Comment by armadyl
The things that Lockdown Mode disables actually massively reduce attack surface at the expense of user experience.
For example, Graphite, the spyware used by Paragon gets stopped in its tracks by Lockdown Mode as it disables link previews in iMessage (probably one of the more vulnerable apps due to it’s system privileges alongside Safari I believe) which can prevent zero-click attacks: https://citizenlab.ca/research/first-forensic-confirmation-o....
The NSO Group’s Pegasus and BlastPass spywares are also stopped with Lockdown Mode (in Pegasus’ case, zero-click exploits at minimum are thwarted).
Lockdown Mode’s USB protection is also effective at stopping Cellebrite, although it’s means of protection isn’t as comprehensive as GrapheneOS’s usb-blocking feature.
It also disables (among other things) Safari’s JIT compiler/V8 and WebAssembly which are some of the biggest attack vectors for web-based malware.

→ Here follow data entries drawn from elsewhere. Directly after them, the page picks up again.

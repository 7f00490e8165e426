//! Icon types for the multi-size window icon set.
//!
//! Window managers pick the closest match from a list of same-content images,
//! so every loaded set carries one square image per entry of [`ICON_SIZES`].

use std::collections::BTreeMap;

use image::RgbaImage;

/// Pixel sizes of every icon set handed to windows.
pub const ICON_SIZES: [u32; 6] = [16, 24, 32, 48, 64, 128];

/// A single square icon bitmap in RGBA format.
#[derive(Debug, Clone, PartialEq)]
pub struct IconImage {
    /// The image data in RGBA format.
    pub data: RgbaImage,
}

impl IconImage {
    pub fn new(data: RgbaImage) -> Self {
        Self { data }
    }

    /// Edge length in pixels (icons are square).
    pub fn size(&self) -> u32 {
        self.data.width()
    }

    /// Returns false for zero-sized bitmaps, which are never drawn on.
    pub fn is_valid(&self) -> bool {
        self.data.width() > 0 && self.data.height() > 0
    }
}

/// A size-keyed set of icon images.
///
/// The [`IconManager`](crate::IconManager) owns the only live set; windows
/// only ever receive `&IconSet` and copy what they need. Dropping or
/// [`dispose_all`](Self::dispose_all) releases every image at once.
#[derive(Debug, Clone, PartialEq, Default)]
pub struct IconSet {
    images: BTreeMap<u32, IconImage>,
    generation: u64,
}

impl IconSet {
    /// Creates a new empty icon set.
    pub fn new() -> Self {
        Self::default()
    }

    /// Inserts an image under its pixel size, replacing any previous image
    /// of that size.
    pub fn insert(&mut self, image: IconImage) {
        self.images.insert(image.size(), image);
    }

    pub fn get(&self, size: u32) -> Option<&IconImage> {
        self.images.get(&size)
    }

    /// Returns the number of images in the set.
    pub fn len(&self) -> usize {
        self.images.len()
    }

    pub fn is_empty(&self) -> bool {
        self.images.is_empty()
    }

    /// True when an image exists for every entry of [`ICON_SIZES`].
    pub fn is_complete(&self) -> bool {
        ICON_SIZES.iter().all(|size| self.images.contains_key(size))
    }

    /// Sizes present in the set, ascending.
    pub fn sizes(&self) -> impl Iterator<Item = u32> + '_ {
        self.images.keys().copied()
    }

    /// Finds the image whose size is closest to `target_size`.
    pub fn find_closest(&self, target_size: u32) -> Option<&IconImage> {
        self.images
            .values()
            .min_by_key(|img| img.size().abs_diff(target_size))
    }

    /// Returns an iterator over the images, smallest first.
    pub fn iter(&self) -> impl Iterator<Item = &IconImage> {
        self.images.values()
    }

    /// Number of times this set has been (re)filled.
    pub fn generation(&self) -> u64 {
        self.generation
    }

    /// Releases every image. Idempotent.
    pub fn dispose_all(&mut self) {
        self.images.clear();
    }

    /// Marks the start of a new generation. The set must be empty.
    pub(crate) fn begin_generation(&mut self) {
        debug_assert!(self.images.is_empty(), "previous generation still alive");
        self.generation = self.generation.wrapping_add(1);
    }
}

impl<'a> IntoIterator for &'a IconSet {
    type Item = &'a IconImage;
    type IntoIter = std::collections::btree_map::Values<'a, u32, IconImage>;

    fn into_iter(self) -> Self::IntoIter {
        self.images.values()
    }
}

I noted it in the Apple Platform Security thread but I would like to also see Lockdown Mode have full synchronous across the board MTE which would be a big feature but I understand that this can introduce a severe performance regression.
I can see how the USB lock would stop Cellebrite, and perhaps that's all that CART had available, but I didn't see the other features as meaningful to a device with physical access.
Those features are definitely useful for internet-based attacks.